- [Your instructions]
All lines of the entries with "documents" in them must be listed.

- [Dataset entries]
= = =

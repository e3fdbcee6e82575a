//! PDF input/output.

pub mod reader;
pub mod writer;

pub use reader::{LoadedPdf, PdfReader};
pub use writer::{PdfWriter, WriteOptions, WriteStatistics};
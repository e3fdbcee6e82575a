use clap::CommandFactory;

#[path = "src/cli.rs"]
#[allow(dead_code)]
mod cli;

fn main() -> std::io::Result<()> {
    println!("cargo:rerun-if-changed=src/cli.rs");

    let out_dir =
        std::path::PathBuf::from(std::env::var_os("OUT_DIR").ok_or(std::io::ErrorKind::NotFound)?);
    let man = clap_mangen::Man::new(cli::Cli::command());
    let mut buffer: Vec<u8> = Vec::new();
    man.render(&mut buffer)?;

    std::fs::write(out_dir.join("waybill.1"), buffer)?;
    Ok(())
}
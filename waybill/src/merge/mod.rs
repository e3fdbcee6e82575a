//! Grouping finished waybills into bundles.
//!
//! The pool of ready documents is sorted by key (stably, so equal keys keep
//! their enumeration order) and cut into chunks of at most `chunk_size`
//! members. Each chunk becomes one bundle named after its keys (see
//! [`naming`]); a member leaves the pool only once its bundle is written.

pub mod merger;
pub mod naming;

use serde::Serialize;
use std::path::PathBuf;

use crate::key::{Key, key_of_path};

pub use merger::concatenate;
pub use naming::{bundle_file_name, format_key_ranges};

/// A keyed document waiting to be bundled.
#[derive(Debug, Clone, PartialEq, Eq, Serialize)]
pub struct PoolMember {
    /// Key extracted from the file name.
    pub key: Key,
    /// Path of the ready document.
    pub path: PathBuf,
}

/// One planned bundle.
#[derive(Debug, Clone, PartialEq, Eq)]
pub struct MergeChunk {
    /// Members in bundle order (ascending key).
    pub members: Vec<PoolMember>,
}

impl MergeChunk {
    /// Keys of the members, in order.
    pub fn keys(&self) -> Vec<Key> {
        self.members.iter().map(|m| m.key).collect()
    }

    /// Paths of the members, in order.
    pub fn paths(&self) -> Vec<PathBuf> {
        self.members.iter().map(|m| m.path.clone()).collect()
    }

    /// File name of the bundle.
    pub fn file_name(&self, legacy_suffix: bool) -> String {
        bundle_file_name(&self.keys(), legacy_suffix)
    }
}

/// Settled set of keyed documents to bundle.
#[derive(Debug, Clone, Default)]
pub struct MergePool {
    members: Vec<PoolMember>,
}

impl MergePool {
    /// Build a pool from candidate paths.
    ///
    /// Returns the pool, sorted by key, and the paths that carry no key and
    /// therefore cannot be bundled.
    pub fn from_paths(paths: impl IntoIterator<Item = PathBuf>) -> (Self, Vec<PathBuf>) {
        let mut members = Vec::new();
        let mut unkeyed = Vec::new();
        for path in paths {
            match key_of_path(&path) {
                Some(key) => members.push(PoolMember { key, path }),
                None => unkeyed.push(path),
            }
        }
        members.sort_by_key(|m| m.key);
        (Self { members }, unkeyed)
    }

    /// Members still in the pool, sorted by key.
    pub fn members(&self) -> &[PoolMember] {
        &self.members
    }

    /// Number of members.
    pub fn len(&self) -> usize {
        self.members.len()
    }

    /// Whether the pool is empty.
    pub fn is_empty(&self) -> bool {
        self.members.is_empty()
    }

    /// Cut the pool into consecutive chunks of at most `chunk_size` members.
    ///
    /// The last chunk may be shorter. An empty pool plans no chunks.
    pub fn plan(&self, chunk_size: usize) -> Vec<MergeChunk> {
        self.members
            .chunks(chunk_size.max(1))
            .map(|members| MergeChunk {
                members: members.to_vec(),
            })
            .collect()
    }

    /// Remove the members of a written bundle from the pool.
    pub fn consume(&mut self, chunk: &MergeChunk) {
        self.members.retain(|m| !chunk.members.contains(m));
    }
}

= = =

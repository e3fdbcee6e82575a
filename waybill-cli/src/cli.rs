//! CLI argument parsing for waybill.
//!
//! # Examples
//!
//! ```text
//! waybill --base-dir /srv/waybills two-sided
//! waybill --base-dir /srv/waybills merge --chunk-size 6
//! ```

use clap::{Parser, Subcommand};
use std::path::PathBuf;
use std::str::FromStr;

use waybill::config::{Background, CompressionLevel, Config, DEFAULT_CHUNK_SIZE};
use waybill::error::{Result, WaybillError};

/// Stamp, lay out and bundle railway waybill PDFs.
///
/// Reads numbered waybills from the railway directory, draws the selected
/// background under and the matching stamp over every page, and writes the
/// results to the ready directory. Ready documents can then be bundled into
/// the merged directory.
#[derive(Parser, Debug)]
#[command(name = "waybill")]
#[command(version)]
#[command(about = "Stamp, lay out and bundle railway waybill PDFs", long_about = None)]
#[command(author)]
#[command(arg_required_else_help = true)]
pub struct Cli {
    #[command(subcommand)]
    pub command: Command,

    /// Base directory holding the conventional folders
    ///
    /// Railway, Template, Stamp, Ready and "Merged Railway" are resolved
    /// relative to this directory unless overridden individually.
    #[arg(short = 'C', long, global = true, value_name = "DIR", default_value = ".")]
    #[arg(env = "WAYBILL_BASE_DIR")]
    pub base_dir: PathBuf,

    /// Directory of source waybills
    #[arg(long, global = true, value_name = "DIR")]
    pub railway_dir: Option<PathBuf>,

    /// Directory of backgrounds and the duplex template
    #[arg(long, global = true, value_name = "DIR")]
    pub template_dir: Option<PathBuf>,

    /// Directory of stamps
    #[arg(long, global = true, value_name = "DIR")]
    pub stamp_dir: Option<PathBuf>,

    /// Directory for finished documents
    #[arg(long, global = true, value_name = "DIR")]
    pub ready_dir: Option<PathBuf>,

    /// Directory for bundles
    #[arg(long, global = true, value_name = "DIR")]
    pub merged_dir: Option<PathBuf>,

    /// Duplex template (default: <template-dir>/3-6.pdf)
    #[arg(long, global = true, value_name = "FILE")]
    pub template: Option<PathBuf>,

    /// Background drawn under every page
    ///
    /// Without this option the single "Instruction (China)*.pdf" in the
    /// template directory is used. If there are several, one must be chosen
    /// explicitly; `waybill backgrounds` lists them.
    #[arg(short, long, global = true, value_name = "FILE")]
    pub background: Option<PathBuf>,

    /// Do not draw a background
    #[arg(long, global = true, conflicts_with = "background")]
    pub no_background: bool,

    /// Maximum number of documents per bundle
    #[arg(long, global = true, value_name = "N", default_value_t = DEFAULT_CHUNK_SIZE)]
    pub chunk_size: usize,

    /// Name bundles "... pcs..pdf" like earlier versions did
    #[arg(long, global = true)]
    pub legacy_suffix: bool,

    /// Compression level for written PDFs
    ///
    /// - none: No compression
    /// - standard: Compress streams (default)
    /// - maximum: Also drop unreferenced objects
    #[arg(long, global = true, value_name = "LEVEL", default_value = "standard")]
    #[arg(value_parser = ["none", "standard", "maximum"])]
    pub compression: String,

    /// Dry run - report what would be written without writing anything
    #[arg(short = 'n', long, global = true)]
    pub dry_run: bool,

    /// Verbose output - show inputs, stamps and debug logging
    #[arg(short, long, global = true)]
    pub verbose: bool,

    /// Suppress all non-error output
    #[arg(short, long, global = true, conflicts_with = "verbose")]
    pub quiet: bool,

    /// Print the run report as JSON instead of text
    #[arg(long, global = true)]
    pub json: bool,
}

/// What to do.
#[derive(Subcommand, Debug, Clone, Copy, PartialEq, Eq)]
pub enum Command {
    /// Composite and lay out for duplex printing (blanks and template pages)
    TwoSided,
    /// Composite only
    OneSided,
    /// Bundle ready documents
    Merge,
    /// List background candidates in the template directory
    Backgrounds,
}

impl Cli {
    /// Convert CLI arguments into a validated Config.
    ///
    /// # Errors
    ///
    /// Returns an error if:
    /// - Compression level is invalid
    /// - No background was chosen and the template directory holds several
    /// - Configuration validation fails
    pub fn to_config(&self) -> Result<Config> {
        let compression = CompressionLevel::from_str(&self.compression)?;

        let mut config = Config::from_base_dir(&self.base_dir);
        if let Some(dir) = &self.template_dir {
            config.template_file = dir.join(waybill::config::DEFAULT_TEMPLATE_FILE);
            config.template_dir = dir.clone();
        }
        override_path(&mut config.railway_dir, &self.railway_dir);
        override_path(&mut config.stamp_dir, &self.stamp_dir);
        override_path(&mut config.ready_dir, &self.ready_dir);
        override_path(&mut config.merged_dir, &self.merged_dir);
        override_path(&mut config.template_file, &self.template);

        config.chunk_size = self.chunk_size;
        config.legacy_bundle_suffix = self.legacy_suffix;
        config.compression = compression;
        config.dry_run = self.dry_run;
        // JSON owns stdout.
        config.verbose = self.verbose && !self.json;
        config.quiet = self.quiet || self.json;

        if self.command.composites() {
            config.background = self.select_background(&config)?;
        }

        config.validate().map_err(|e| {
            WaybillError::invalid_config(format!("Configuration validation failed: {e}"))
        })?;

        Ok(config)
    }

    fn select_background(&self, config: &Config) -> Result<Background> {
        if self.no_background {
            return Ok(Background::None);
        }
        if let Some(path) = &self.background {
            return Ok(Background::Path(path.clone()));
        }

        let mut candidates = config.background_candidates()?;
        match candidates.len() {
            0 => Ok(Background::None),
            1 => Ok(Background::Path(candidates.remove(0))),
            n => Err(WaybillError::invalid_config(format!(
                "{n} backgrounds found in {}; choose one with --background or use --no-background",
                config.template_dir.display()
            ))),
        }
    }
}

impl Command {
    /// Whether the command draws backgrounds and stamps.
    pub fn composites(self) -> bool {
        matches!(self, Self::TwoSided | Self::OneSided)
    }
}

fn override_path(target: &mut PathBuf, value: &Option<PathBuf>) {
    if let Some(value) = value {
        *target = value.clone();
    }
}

= = =

- [Solution below]
//! The pool of ready documents is sorted by key (stably, so equal keys keep
/// Settled set of keyed documents to bundle.
/// results to the ready directory. Ready documents can then be bundled into
    /// Directory for finished documents
    /// Maximum number of documents per bundle
    /// Bundle ready documents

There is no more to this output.